■ WHAT YOU SHOULD DO: Within the material below, find each line bearing the word "from" and present it.

────────

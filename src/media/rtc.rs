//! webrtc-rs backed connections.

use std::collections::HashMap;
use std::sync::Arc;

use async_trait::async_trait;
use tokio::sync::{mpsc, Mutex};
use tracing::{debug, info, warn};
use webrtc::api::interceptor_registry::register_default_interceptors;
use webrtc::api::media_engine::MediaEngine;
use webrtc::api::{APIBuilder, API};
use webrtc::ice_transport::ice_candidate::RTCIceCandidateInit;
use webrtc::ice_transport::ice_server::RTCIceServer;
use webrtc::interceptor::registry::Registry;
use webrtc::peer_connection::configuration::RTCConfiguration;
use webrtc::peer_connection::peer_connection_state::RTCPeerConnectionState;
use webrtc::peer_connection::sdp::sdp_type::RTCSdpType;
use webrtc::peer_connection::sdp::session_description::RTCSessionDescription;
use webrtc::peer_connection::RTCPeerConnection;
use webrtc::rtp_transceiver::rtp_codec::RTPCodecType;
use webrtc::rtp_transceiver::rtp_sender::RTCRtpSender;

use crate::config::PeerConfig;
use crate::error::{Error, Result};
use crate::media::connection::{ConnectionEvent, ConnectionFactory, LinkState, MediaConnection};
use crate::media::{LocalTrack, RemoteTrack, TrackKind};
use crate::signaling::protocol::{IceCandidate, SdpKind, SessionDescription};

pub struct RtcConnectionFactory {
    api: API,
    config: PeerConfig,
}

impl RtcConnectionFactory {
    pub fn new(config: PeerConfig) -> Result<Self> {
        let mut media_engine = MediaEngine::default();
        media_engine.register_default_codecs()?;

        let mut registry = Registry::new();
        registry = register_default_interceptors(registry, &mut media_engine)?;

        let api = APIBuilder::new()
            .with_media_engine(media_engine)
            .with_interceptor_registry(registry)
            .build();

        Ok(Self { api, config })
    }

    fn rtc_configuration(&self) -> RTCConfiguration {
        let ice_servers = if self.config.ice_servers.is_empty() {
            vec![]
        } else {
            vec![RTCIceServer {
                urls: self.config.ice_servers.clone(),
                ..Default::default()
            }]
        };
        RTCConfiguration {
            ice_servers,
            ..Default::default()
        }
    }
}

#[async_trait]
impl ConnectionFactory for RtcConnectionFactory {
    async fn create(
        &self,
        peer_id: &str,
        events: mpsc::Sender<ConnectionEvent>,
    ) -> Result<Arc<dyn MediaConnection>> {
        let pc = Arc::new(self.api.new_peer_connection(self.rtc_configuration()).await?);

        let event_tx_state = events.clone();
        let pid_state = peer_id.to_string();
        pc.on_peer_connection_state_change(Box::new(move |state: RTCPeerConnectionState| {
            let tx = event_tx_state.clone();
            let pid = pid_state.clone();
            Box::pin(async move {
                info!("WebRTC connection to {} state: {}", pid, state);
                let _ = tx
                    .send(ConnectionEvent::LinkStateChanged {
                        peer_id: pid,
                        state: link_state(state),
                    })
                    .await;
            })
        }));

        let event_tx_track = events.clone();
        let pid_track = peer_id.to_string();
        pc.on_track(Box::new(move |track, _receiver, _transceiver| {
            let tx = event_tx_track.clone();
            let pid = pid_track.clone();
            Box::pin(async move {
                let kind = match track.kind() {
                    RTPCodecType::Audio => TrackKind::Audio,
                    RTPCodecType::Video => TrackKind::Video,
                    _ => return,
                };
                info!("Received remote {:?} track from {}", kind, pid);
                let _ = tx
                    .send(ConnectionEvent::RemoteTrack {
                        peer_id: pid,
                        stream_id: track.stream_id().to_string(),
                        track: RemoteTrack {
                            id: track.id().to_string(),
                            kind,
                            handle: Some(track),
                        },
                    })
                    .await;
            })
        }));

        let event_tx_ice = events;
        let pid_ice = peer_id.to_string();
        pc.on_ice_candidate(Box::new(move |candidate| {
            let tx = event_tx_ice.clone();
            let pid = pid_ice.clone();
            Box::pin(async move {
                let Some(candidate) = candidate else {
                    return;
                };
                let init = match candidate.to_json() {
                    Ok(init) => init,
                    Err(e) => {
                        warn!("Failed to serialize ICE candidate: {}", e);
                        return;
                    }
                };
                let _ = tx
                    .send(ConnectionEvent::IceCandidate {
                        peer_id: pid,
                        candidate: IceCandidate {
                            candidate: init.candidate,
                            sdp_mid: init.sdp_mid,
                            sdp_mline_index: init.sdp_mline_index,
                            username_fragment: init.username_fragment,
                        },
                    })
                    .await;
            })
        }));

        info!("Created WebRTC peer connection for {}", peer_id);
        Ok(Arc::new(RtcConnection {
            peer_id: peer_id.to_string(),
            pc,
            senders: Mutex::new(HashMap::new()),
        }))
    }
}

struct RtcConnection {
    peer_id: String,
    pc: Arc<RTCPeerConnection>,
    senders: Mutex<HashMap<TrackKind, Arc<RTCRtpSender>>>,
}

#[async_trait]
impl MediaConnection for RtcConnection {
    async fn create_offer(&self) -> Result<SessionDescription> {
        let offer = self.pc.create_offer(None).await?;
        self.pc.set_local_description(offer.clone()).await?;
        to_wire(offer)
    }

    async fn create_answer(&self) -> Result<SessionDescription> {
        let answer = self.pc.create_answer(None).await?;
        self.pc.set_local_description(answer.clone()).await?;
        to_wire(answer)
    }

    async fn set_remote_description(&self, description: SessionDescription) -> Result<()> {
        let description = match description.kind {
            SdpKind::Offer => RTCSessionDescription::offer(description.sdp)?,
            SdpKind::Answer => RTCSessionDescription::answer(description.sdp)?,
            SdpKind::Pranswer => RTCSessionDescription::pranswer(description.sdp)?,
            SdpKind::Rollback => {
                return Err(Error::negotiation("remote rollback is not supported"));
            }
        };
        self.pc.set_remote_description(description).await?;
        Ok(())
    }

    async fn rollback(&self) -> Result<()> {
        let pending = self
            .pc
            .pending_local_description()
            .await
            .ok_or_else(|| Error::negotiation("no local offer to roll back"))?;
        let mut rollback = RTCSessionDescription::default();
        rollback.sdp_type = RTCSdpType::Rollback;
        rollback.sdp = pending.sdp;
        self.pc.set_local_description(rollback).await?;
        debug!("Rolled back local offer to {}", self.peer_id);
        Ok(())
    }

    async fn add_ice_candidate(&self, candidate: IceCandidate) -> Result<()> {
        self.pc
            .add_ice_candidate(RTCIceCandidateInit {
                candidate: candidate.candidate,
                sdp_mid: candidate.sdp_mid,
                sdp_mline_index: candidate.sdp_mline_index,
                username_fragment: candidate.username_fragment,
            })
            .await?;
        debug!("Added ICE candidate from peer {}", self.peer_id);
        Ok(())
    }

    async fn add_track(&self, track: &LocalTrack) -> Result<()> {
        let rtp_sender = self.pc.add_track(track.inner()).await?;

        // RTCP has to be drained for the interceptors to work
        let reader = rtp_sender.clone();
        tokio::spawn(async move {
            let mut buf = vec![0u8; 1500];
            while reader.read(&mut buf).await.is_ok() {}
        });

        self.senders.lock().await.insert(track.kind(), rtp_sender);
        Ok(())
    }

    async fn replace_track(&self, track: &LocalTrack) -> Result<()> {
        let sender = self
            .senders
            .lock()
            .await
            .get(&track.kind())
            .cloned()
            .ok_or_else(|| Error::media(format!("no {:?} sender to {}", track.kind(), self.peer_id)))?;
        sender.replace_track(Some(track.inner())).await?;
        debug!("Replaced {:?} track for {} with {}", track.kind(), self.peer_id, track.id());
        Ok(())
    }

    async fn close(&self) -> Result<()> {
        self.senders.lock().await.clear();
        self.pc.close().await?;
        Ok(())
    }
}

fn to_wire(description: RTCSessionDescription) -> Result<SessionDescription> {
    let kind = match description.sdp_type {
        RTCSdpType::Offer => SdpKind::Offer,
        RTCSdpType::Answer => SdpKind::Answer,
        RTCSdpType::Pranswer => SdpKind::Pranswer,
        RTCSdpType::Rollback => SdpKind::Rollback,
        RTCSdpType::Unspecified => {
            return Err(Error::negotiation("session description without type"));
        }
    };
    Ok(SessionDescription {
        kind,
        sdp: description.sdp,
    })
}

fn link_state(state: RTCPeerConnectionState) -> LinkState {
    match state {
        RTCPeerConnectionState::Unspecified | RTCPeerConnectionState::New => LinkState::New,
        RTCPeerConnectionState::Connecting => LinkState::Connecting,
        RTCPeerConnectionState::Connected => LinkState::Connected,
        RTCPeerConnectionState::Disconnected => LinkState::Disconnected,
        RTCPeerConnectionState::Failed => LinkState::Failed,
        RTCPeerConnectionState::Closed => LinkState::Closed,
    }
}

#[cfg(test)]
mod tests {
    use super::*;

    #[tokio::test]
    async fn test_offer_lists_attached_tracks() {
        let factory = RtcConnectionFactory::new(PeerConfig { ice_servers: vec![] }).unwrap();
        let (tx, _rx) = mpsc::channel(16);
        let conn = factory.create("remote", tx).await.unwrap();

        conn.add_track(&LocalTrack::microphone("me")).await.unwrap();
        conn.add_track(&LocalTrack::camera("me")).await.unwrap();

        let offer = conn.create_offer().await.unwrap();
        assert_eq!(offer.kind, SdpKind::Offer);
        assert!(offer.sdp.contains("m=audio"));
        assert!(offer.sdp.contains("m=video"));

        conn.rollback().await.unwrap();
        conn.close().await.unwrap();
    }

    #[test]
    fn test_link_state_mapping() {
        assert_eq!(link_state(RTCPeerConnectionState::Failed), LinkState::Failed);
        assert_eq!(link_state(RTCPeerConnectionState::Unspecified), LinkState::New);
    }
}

────────

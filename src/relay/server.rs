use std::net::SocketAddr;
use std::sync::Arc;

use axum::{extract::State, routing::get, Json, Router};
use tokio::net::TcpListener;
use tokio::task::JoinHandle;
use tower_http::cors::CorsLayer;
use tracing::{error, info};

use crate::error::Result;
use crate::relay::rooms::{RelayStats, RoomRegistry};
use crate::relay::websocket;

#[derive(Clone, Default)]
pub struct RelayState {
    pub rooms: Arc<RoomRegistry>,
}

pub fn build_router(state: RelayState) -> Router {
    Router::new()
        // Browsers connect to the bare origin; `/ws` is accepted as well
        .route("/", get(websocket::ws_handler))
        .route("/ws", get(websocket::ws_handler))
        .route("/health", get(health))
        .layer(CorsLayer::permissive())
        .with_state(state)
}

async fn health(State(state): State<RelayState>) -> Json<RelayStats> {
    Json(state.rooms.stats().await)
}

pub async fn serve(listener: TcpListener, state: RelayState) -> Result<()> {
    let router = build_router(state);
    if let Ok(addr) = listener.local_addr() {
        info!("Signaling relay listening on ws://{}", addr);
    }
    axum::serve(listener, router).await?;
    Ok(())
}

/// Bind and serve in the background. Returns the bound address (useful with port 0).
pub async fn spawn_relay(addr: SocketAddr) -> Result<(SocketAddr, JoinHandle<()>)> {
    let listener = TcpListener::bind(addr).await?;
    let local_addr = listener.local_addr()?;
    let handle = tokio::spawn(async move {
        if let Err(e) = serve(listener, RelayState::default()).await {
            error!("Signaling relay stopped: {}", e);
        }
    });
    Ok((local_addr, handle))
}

────────

■ WRITTEN REPLY:
                info!("Received remote {:?} track from {}", kind, pid);
        debug!("Added ICE candidate from peer {}", self.peer_id);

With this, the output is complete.